4. Alternative fuel based transport: electric and hybrid: The HLCM endorsed the launch of pilot projects for public transport of electric/hybrid vehicles three wheelers, mini buses, buses in Delhi followed by other metros after obtaining necessary approvals. Electric vehicles do not generate pollution while moving. They are the key to low carbon transport. India has the potential to emerge as a global manufacturing hub for electric and hybrid vehicles. The Pilot projects would be implemented by city specific SPVs. The first pilot in Delhi would be targeted for launched in August.An Inter-Ministerial Group including Chief Secretary of Delhi would work out implementation modalities in four weeks for the first pilot project.
5. Advanced materials: Alloys and Composites: In order to give a greater thrust to the development as well as acquisition of technologies for advanced materials, alloys and composites, the HLCM felt that a coordinated R&D effort is needed to be mounted in critical areas. On the basis of assessment of total anticipated requirements, domestic production would be pursued. The NMCC would evolve an Action Plan in consultation with all stake holders in 8 weeks.
6. A New Competitiveness Strategy for the Textiles Sector: In order to expand the textiles sector which is labour intensive and contributes substantially to exports, the HLCM endorsed a new competitiveness strategy for the Textiles sector. The goal would be to leverage the strengths we have in cotton and other fibres to enhance employment generation and achieve a greater share in global markets, especially in apparel. The core of the strategy is to facilitate the rapid scaling of competitiveness of the garment segment of the textile sector in the country through a comprehensive package of measures. Some of the elements of the strategy include having ready availability of work space, having adequate and comfortable housing for workers, having more flexible work timings, leveraging textile clusters and obtaining the best technologies. An IMG under Secretary (Textiles) will work out the Action Plan in four weeks.
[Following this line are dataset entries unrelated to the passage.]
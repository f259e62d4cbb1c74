use std::sync::Arc;

use thiserror::Error;
use tracing::info;
use url::Url;

use super::events::{ThumbnailJob, TranscriptionJob, VideoUpload};
use crate::config::settings::QueueNames;
use crate::infrastructure::queue::MessagePublisher;
use crate::modules::render::model::ObjectRef;
use crate::modules::render::payload;

/// Storage link version the transcriber reads from.
const AUDIO_VERSION: &str = "FLAC";

#[derive(Debug, Error)]
pub enum DispatchError {
    #[error("upload {0} has no raw storage link")]
    MissingSource(String),

    #[error("thumbnail timestamp {0} is not a non-negative number of seconds")]
    InvalidTimestamp(f64),

    #[error("upload {0} has no FLAC audio rendition")]
    MissingAudio(String),

    #[error("submitted URL {0:?} is not an http(s) URL")]
    InvalidUrl(String),

    #[error("could not serialize job: {0}")]
    Serialize(#[from] serde_json::Error),

    #[error("job publish failed: {0:#}")]
    Send(anyhow::Error),
}

/// Publishes work for the background workers. Unlike render responses,
/// failures here go back to the caller.
#[derive(Clone)]
pub struct JobDispatcher {
    channel: Arc<dyn MessagePublisher>,
    queues: QueueNames,
}

impl JobDispatcher {
    pub fn new(channel: Arc<dyn MessagePublisher>, queues: QueueNames) -> Self {
        Self { channel, queues }
    }

    pub async fn publish_render_job(&self, upload: &VideoUpload) -> Result<(), DispatchError> {
        match &upload.raw_storage_link {
            Some(link) if !link.bucket.is_empty() && !link.path.is_empty() => {}
            _ => return Err(DispatchError::MissingSource(upload.id.clone())),
        }

        self.send(&self.queues.render, upload).await?;
        info!(video_id = %upload.id, queue = %self.queues.render, "Render job published");
        Ok(())
    }

    pub async fn publish_thumbnail_job(
        &self,
        upload: &VideoUpload,
        timestamp_secs: f64,
    ) -> Result<(), DispatchError> {
        if !timestamp_secs.is_finite() || timestamp_secs < 0.0 {
            return Err(DispatchError::InvalidTimestamp(timestamp_secs));
        }

        let job = ThumbnailJob {
            upload,
            timestamp: timestamp_secs,
        };
        self.send(&self.queues.thumbnail, &job).await?;
        info!(video_id = %upload.id, timestamp = timestamp_secs, "Thumbnail job published");
        Ok(())
    }

    pub async fn publish_download_job(&self, upload: &VideoUpload) -> Result<(), DispatchError> {
        let submitted = upload.submitted_url.clone().unwrap_or_default();
        match Url::parse(&submitted) {
            Ok(url) if matches!(url.scheme(), "http" | "https") && url.has_host() => {}
            _ => return Err(DispatchError::InvalidUrl(submitted)),
        }

        self.send(&self.queues.download, upload).await?;
        info!(video_id = %upload.id, queue = %self.queues.download, "Download job published");
        Ok(())
    }

    /// Queues transcription of the upload's FLAC rendition, which the render
    /// worker produces.
    pub async fn publish_transcription_job(
        &self,
        upload: &VideoUpload,
    ) -> Result<(), DispatchError> {
        let audio = match upload.storage_link(AUDIO_VERSION) {
            Some(link) if !link.bucket.is_empty() && !link.path.is_empty() => {
                ObjectRef::new(link.bucket.clone(), link.path.clone())
            }
            _ => return Err(DispatchError::MissingAudio(upload.id.clone())),
        };

        let job = TranscriptionJob {
            upload,
            audio_storage_link: audio,
        };
        self.send(&self.queues.transcription, &job).await?;
        info!(
            video_id = %upload.id,
            queue = %self.queues.transcription,
            "Transcription job published"
        );
        Ok(())
    }

    async fn send<T>(&self, queue: &str, job: &T) -> Result<(), DispatchError>
    where
        T: serde::Serialize + Sync,
    {
        let body = payload::encode(job)?;
        self.channel
            .publish(queue, &body)
            .await
            .map_err(DispatchError::Send)
    }
}
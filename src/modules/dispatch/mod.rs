pub mod events;
pub mod service;

pub use service::{DispatchError, JobDispatcher};
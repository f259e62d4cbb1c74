use std::path::Path;

use futures_util::StreamExt;
use tokio::io::AsyncRead;
use tokio_util::io::ReaderStream;
use tracing::{error, info};

use crate::infrastructure::storage::{ObjectStore, ObjectWriter, StorageError};
use crate::modules::render::model::ObjectRef;

const UPLOAD_CHUNK: usize = 256 * 1024;

/// Copies `reader` into `writer` and commits it. On any failure the writer is
/// aborted, so nothing is left visible at the destination.
pub async fn stream_to_object<R>(
    reader: R,
    writer: &mut dyn ObjectWriter,
) -> Result<u64, StorageError>
where
    R: AsyncRead + Unpin,
{
    let mut chunks = ReaderStream::with_capacity(reader, UPLOAD_CHUNK);

    while let Some(chunk) = chunks.next().await {
        let chunk = match chunk {
            Ok(c) => c,
            Err(e) => {
                error!("Stream error: {}", e);
                discard(writer).await;
                return Err(StorageError::Io(e));
            }
        };

        if let Err(e) = writer.write_chunk(chunk).await {
            error!("Upload error: {}", e);
            discard(writer).await;
            return Err(e);
        }
    }

    match writer.finish().await {
        Ok(size) => Ok(size),
        Err(e) => {
            discard(writer).await;
            Err(e)
        }
    }
}

/// Uploads a local file to `destination` with the given content type.
pub async fn upload_file(
    storage: &dyn ObjectStore,
    path: &Path,
    destination: &ObjectRef,
    content_type: &str,
) -> Result<u64, StorageError> {
    let file = tokio::fs::File::open(path).await?;
    let mut writer = storage.open_write(destination, content_type).await?;
    let size = stream_to_object(file, writer.as_mut()).await?;

    info!(bucket = %destination.bucket, path = %destination.path, size, "Uploaded file");
    Ok(size)
}

async fn discard(writer: &mut dyn ObjectWriter) {
    if let Err(e) = writer.abort().await {
        error!("Failed to abort upload: {}", e);
    }
}

#[cfg(test)]
mod tests {
    use super::*;
    use crate::infrastructure::storage::memory::MemoryStorage;
    use std::io;
    use std::pin::Pin;
    use std::task::{Context, Poll};
    use tokio::io::ReadBuf;

    /// Yields some bytes, then fails.
    struct BrokenReader {
        sent: bool,
    }

    impl AsyncRead for BrokenReader {
        fn poll_read(
            mut self: Pin<&mut Self>,
            _cx: &mut Context<'_>,
            buf: &mut ReadBuf<'_>,
        ) -> Poll<io::Result<()>> {
            if self.sent {
                return Poll::Ready(Err(io::Error::new(io::ErrorKind::ConnectionReset, "reset")));
            }
            self.sent = true;
            buf.put_slice(b"partial");
            Poll::Ready(Ok(()))
        }
    }

    #[tokio::test]
    async fn uploads_a_local_file_with_its_content_type() {
        let dir = tempfile::tempdir().unwrap();
        let path = dir.path().join("a.flac");
        tokio::fs::write(&path, b"fLaC-data").await.unwrap();

        let storage = MemoryStorage::new();
        let dest = ObjectRef::new("b", "clips/a.flac");
        let size = upload_file(&storage, &path, &dest, "audio/flac").await.unwrap();

        assert_eq!(size, 9);
        let stored = storage.get("b", "clips/a.flac").unwrap();
        assert_eq!(stored.data.as_ref(), b"fLaC-data");
        assert_eq!(stored.content_type, "audio/flac");
    }

    #[tokio::test]
    async fn broken_stream_leaves_nothing_behind() {
        let storage = MemoryStorage::new();
        let dest = ObjectRef::new("b", "out.bin");
        let mut writer = storage.open_write(&dest, "video/mp4").await.unwrap();

        let err = stream_to_object(BrokenReader { sent: false }, writer.as_mut())
            .await
            .unwrap_err();

        assert!(matches!(err, StorageError::Io(_)));
        assert!(storage.get("b", "out.bin").is_none());
    }

    #[tokio::test]
    async fn missing_local_file_is_an_io_error() {
        let storage = MemoryStorage::new();
        let err = upload_file(
            &storage,
            Path::new("/nonexistent/a.flac"),
            &ObjectRef::new("b", "a.flac"),
            "audio/flac",
        )
        .await
        .unwrap_err();
        assert!(matches!(err, StorageError::Io(_)));
        assert_eq!(storage.len(), 0);
    }
}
7. Growth strategy for Steel Industry – Targeting 300 million ton output: The growth strategy endorsed at the meeting aims at the production of 300 million tons of steel by the middle of the next decade. In the short run, pro-active facilitation of projects in the pipeline would be taken up on priority jointly by the Steel Ministry and the new investment facilitation mechanism in the Cabinet Secretariat. SAIL would leverage its existing infrastructure to substantially expand capacity. It would work out its plans for capacity expansion and production of speciality steels by 30.9.2013. A Master Plan for achieving 300 million tons of production would be prepared. As the private sector finds it difficult to assemble land and get clearances, the state would assume a pro-active role in partnership with state governments. Project specific SPVs would be floated for identified sites which would assemble land, get necessary approvals and clearances and tie up water and raw materials. The SPV would then be offered in a transparent manner for takeover by investors through a bidding process. The Steel Ministry would prepare a road map with time lines for the above in 8 weeks.